### INPUT MATERIAL:
□ □ □ □ □

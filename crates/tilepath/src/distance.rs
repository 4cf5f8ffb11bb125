use tilepath_core::Point;

/// Manhattan (L1) distance between two points.
#[inline]
pub fn manhattan(a: Point, b: Point) -> i32 {
    let d = a - b;
    d.x.abs() + d.y.abs()
}

/// Chebyshev (L∞) distance between two points.
#[inline]
pub fn chebyshev(a: Point, b: Point) -> i32 {
    let d = a - b;
    d.x.abs().max(d.y.abs())
}

#[cfg(test)]
mod tests {
    use super::*;

    #[test]
    fn distances() {
        let a = Point::new(1, 1);
        let b = Point::new(4, -1);
        assert_eq!(manhattan(a, b), 5);
        assert_eq!(chebyshev(a, b), 3);
        assert_eq!(manhattan(a, a), 0);
    }
}
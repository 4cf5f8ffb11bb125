//! Route a soldier around the barracks of the sample map and print the result.
//!
//! Run: cargo run --bin pathtest [seed]
//!
//! With a seed, random rock is scattered over the field first.

use rand::SeedableRng;
use rand::rngs::StdRng;
use tilepath::{AStarPathFinder, FinderConfig, Path, TileMap};
use tilepath_core::Point;
use tilepath_map::{GameMap, Terrain, Unit};

const START: Point = Point::new(3, 3);
const TARGET: Point = Point::new(6, 5);
const ROCKS: usize = 180;

fn glyph(map: &GameMap, path: Option<&Path>, p: Point) -> char {
    if p == START {
        return 'A';
    }
    if p == TARGET {
        return 'Z';
    }
    if path.is_some_and(|path| path.contains(p)) {
        return '*';
    }
    match (map.unit(p), map.terrain(p)) {
        (Some(Unit::Soldier), _) => 'S',
        (Some(Unit::Barracks), _) => 'B',
        (Some(Unit::PowerPlant), _) => 'P',
        (None, Terrain::Rock) => '#',
        (None, Terrain::Water) => '~',
        (None, Terrain::Grass) if map.visited(p) => ',',
        (None, Terrain::Grass) => '.',
    }
}

fn render(map: &GameMap, path: Option<&Path>) -> String {
    let mut out = String::new();
    for y in 0..map.height_in_tiles() {
        for x in 0..map.width_in_tiles() {
            out.push(glyph(map, path, Point::new(x, y)));
        }
        out.push('\n');
    }
    out
}

fn main() {
    let mut map = GameMap::sample();

    if let Some(arg) = std::env::args().nth(1) {
        let seed = match arg.parse::<u64>() {
            Ok(seed) => seed,
            Err(e) => {
                eprintln!("Error: invalid seed {arg:?}: {e}");
                std::process::exit(2);
            }
        };
        let mut rng = StdRng::seed_from_u64(seed);
        map.scatter(&mut rng, ROCKS, Terrain::Rock);
        map.set_terrain(START, Terrain::Grass);
        map.set_terrain(TARGET, Terrain::Grass);
    }

    let mut finder = match AStarPathFinder::from_config(&map, FinderConfig::default()) {
        Ok(finder) => finder,
        Err(e) => {
            eprintln!("Error: {e}");
            std::process::exit(1);
        }
    };

    let path = match finder.find_path(START, TARGET) {
        Ok(path) => path,
        Err(e) => {
            eprintln!("Error: {e}");
            std::process::exit(1);
        }
    };

    match &path {
        Some(path) => {
            for (i, p) in path.iter().enumerate() {
                println!("step {i}: X: {} Y: {}", p.x, p.y);
            }
            println!("length {}, cost {}", path.len(), path.cost(&map));
        }
        None => println!("no path from {START} to {TARGET}"),
    }
    if let Some(stats) = finder.last_search() {
        println!(
            "{:?}: expanded {}, evaluated {}, visited cells {}",
            stats.outcome,
            stats.expanded,
            stats.evaluated,
            map.visited_count()
        );
    }
    print!("{}", render(&map, path.as_ref()));
}
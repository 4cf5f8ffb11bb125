use std::rc::Rc;
use std::sync::Arc;

use tilepath_core::{Point, Range};

use crate::{Path, PathError};

/// A tile-based map the path finder can search.
///
/// The finder only reads from the map, apart from the
/// [`path_finder_visited`](Self::path_finder_visited) notification.
pub trait TileMap {
    /// Number of columns. Valid x coordinates are `0..width`.
    fn width_in_tiles(&self) -> i32;

    /// Number of rows. Valid y coordinates are `0..height`.
    fn height_in_tiles(&self) -> i32;

    /// Whether the mover currently being routed may not enter `p`.
    fn blocked(&self, p: Point) -> bool;

    /// Cost of stepping from `from` into the adjacent cell `to`.
    ///
    /// `mover` is the start cell of the current search, which identifies the
    /// unit being moved. Must be `>= 0`.
    fn cost(&self, mover: Point, from: Point, to: Point) -> f32 {
        let _ = (mover, from, to);
        1.0
    }

    /// Called once for every neighbor the search evaluates. Has no effect on
    /// the result.
    fn path_finder_visited(&self, p: Point) {
        let _ = p;
    }

    /// The map bounds as a half-open range anchored at the origin.
    fn bounds(&self) -> Range {
        Range::with_size(self.width_in_tiles(), self.height_in_tiles())
    }
}

macro_rules! forward_tile_map {
    ($($ptr:ty),*) => {$(
        impl<T: TileMap + ?Sized> TileMap for $ptr {
            #[inline]
            fn width_in_tiles(&self) -> i32 {
                (**self).width_in_tiles()
            }

            #[inline]
            fn height_in_tiles(&self) -> i32 {
                (**self).height_in_tiles()
            }

            #[inline]
            fn blocked(&self, p: Point) -> bool {
                (**self).blocked(p)
            }

            #[inline]
            fn cost(&self, mover: Point, from: Point, to: Point) -> f32 {
                (**self).cost(mover, from, to)
            }

            #[inline]
            fn path_finder_visited(&self, p: Point) {
                (**self).path_finder_visited(p)
            }

            #[inline]
            fn bounds(&self) -> Range {
                (**self).bounds()
            }
        }
    )*};
}

forward_tile_map!(&T, Rc<T>, Arc<T>);

/// A component able to route between two cells.
pub trait PathFinder {
    /// Find a path from `start` to `target`.
    ///
    /// Returns `Ok(None)` when no path exists within the finder's limits and
    /// an error only when the arguments themselves are invalid.
    fn find_path(&mut self, start: Point, target: Point) -> Result<Option<Path>, PathError>;
}
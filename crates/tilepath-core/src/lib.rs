//! **tilepath-core** — geometry primitives for tile-based maps.
//!
//! This crate provides the coordinate types shared by the *tilepath*
//! crates: a cell [`Point`] and a half-open rectangle [`Range`] used for map
//! bounds.

pub mod geom;

pub use geom::{Point, Range, RangeIter};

□ □ □ □ □

### WORK ORDER:
Go through the data, and copy each line in which the word "String" appears.

### RESPONSE:
fn render(map: &GameMap, path: Option<&Path>) -> String {
    let mut out = String::new();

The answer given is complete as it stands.